One Day At A Time and What It Means To Me

Disclaimer: First and foremost, because there has been some confusion, I just want to set the record straight and mention that I am not Latinx. I married someone who is, and that is where my last name comes from. It does not bother me that I am confused as someone who is, except that I refuse to falsely portray the narrative of someone I am not. To me doing that is the same thing as stolen valor, which is not okay either. So with that being said, I will continue this ramble.

As a good portion of the universe knows at this point, Netflix announced on Thursday, March 13th, 2019, that it cancelled One Day At A Time. To say that I am heartbroken is probably an understatement, to be honest. This show means so much to my family of three, who have two Latinx individuals in it, excluding myself, as I am Caucasian. However, in a show that was made primarily for Latinx people, I still see myself in the character of Syd, who is the only Enby I have ever encountered in on screen media. Being able to see myself, but also the fact that others found representation for their own lives, is why I am distraught at this decision.

In a world where there seems to be so much geared toward those who are not only straight, but also cisgender persons, finding someone who is transgender on television, much less almost exactly like me, was a profound moment. Likewise, to see someone with not only the same gender as me, but the same pronouns, was life altering. I cried over it, to be honest, because I never thought I would see the day when that would happen. So much of my viewing experience has surrounded seeking myself out in people who are only similar to me in certain aspects. At least that was the case, until Syd. Now that I have experienced this, I am only more insistent that it not be the last time I, or other enbies alike, do.
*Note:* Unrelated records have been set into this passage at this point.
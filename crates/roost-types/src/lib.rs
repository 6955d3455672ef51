//! Core types for roost.
//!
//! Foundational, dependency-light types shared by every roost crate.
//!
//! # Crate Architecture
//!
//! ```text
//! roost-types    : PrincipalId, ResourceId, ErrorCode, TryNew  ◄── HERE
//!     ↑
//! roost-auth     : Role, Permission catalog, Principal, Resource, RouteTable
//!     ↑
//! roost-runtime  : resolver, decision engine, session, config, Gate, Guard
//!     ↑
//! roost-cli      : `roost` binary
//! ```
//!
//! # Example
//!
//! ```
//! use roost_types::{PrincipalId, ResourceId, TryNew};
//!
//! let who = PrincipalId::try_new("7f1c".to_string()).unwrap();
//! let house = ResourceId::try_new("H1".to_string()).unwrap();
//! assert_eq!(who.as_str(), "7f1c");
//! assert_eq!(house.as_str(), "H1");
//! ```

mod construct;
mod error;
mod id;

pub use construct::TryNew;
pub use error::{assert_error_code, assert_error_codes, ErrorCode};
pub use id::{IdError, PrincipalId, ResourceId};
//! Hot-swappable route table.

use parking_lot::RwLock;
use roost_auth::{RouteConfigError, RouteRule, RouteTable};
use roost_types::TryNew;
use std::sync::Arc;

/// A route table that can be replaced while requests are in flight.
///
/// Readers take a snapshot with [`load`](Self::load) and keep it for the
/// whole decision, so one request never sees two tables. Replacement
/// rules are validated before the swap; a rejected reload leaves the
/// current table in place.
///
/// # Example
///
/// ```
/// use roost_runtime::routes::SharedRouteTable;
/// use roost_auth::RouteRule;
///
/// let shared = SharedRouteTable::from_rules(vec![RouteRule::public("/houses")]).unwrap();
/// let before = shared.load();
///
/// assert!(shared.reload(vec![RouteRule::public("/bad//path")]).is_err());
/// assert_eq!(shared.load().len(), 1);
///
/// shared.reload(vec![RouteRule::public("/houses"), RouteRule::public("/about")]).unwrap();
/// assert_eq!(shared.load().len(), 2);
/// assert_eq!(before.len(), 1);
/// ```
#[derive(Debug, Clone)]
pub struct SharedRouteTable {
    current: Arc<RwLock<Arc<RouteTable>>>,
}

impl SharedRouteTable {
    /// Wraps an already validated table.
    #[must_use]
    pub fn new(table: RouteTable) -> Self {
        Self {
            current: Arc::new(RwLock::new(Arc::new(table))),
        }
    }

    /// Validates `rules` and wraps the result.
    ///
    /// # Errors
    ///
    /// Returns [`RouteConfigError`] if the rules do not form a valid table.
    pub fn from_rules(rules: Vec<RouteRule>) -> Result<Self, RouteConfigError> {
        Ok(Self::new(RouteTable::try_new(rules)?))
    }

    /// A snapshot of the current table.
    #[must_use]
    pub fn load(&self) -> Arc<RouteTable> {
        Arc::clone(&*self.current.read())
    }

    /// Validates `rules` and swaps them in.
    ///
    /// # Errors
    ///
    /// Returns [`RouteConfigError`] and keeps the current table if the
    /// rules are invalid.
    pub fn reload(&self, rules: Vec<RouteRule>) -> Result<(), RouteConfigError> {
        match RouteTable::try_new(rules) {
            Ok(table) => {
                let count = table.len();
                *self.current.write() = Arc::new(table);
                tracing::info!(rules = count, "route table reloaded");
                Ok(())
            }
            Err(e) => {
                tracing::error!(
                    pattern = e.pattern(),
                    error = %e,
                    "route table reload rejected, keeping current table"
                );
                Err(e)
            }
        }
    }
}

#[cfg(test)]
mod tests {
    use super::*;
    use roost_auth::Permission;

    #[test]
    fn snapshot_survives_reload() {
        let shared = SharedRouteTable::from_rules(vec![
            RouteRule::protected("/reports").requires(Permission::ViewAnalytics),
        ])
        .unwrap();
        let snapshot = shared.load();

        shared
            .reload(vec![RouteRule::public("/reports")])
            .unwrap();

        assert!(!snapshot.match_path("/reports").unwrap().is_public());
        assert!(shared.load().match_path("/reports").unwrap().is_public());
    }

    #[test]
    fn rejected_reload_keeps_table() {
        let shared = SharedRouteTable::from_rules(vec![RouteRule::public("/houses")]).unwrap();
        let err = shared
            .reload(vec![RouteRule::public("/a"), RouteRule::public("/a")])
            .unwrap_err();
        assert_eq!(err.pattern(), "/a");
        assert!(shared.load().match_path("/houses").is_some());
    }

    #[test]
    fn clones_share_the_table() {
        let shared = SharedRouteTable::new(RouteTable::default());
        let other = shared.clone();
        other.reload(vec![RouteRule::public("/")]).unwrap();
        assert_eq!(shared.load().len(), 1);
    }
}
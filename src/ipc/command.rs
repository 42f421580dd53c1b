use std::{collections::BTreeMap, sync::Arc};

use async_trait::async_trait;
use serde_json::{Map, Value};
use tracing::trace;

use crate::{errors::CommandError, rpc::call::IpcCall};

/// Runs the business logic behind a named remote method.
#[async_trait]
pub trait CommandExecutor: Send + Sync {
    async fn execute(
        &self,
        method: &str,
        call: &mut IpcCall,
    ) -> Result<Map<String, Value>, CommandError>;
}

#[async_trait]
pub trait Command: Send + Sync {
    async fn execute(
        &self,
        call: &mut IpcCall,
        result: &mut Map<String, Value>,
    ) -> Result<(), CommandError>;
}

#[derive(Default, Clone)]
pub struct CommandRegistry {
    commands: BTreeMap<String, Arc<dyn Command>>,
}

impl CommandRegistry {
    pub fn new() -> Self {
        Self::default()
    }

    pub fn with_command(mut self, name: impl Into<String>, command: Arc<dyn Command>) -> Self {
        self.register(name, command);
        self
    }

    pub fn register(&mut self, name: impl Into<String>, command: Arc<dyn Command>) {
        self.commands.insert(name.into(), command);
    }

    pub fn names(&self) -> impl Iterator<Item = &str> {
        self.commands.keys().map(String::as_str)
    }
}

#[async_trait]
impl CommandExecutor for CommandRegistry {
    async fn execute(
        &self,
        method: &str,
        call: &mut IpcCall,
    ) -> Result<Map<String, Value>, CommandError> {
        let command = self
            .commands
            .get(method)
            .ok_or_else(|| CommandError::NotFound(method.to_string()))?;

        trace!(method = %method, call = call.id(), "executing command");
        let mut result = Map::new();
        command.execute(call, &mut result).await?;
        Ok(result)
    }
}

#[cfg(test)]
mod tests {
    use serde_json::json;

    use super::*;
    use crate::{
        domain::echo::Echo, ipc::connection::Connection, rpc::arguments::IpcArguments,
    };

    fn call() -> IpcCall {
        IpcCall::new(
            IpcArguments::from_positional(vec![json!("hi")]),
            Arc::new(Connection::new("c")),
        )
    }

    #[tokio::test]
    async fn registry_runs_registered_command() {
        let registry = CommandRegistry::new().with_command("Echo", Arc::new(Echo));
        let result = registry
            .execute("Echo", &mut call())
            .await
            .expect("echo succeeds");

        assert_eq!(Value::Object(result), json!({"0": "hi"}));
        assert_eq!(registry.names().collect::<Vec<_>>(), vec!["Echo"]);
    }

    #[tokio::test]
    async fn registry_reports_unknown_method() {
        let registry = CommandRegistry::new();
        let err = registry
            .execute("Missing", &mut call())
            .await
            .expect_err("unknown method must fail");

        assert!(matches!(err, CommandError::NotFound(ref method) if method == "Missing"));
    }
}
Whether Lin-Manuel Miranda and every other person who has pitched in pulls off saving this beloved show or not, I will be forever grateful that it allowed me to see myself in a positive light, through the inclusion of Syd. The script could have easily been written differently, as has been done many times before. I can only hope that the networks who may be considering picking up the show understand that beyond Syd, there is so much more to love about One Day At A Time, and that it deserves to dance its way into the hearts of more people for years to come. For now though, all we can do is take life as it comes – one day at a time.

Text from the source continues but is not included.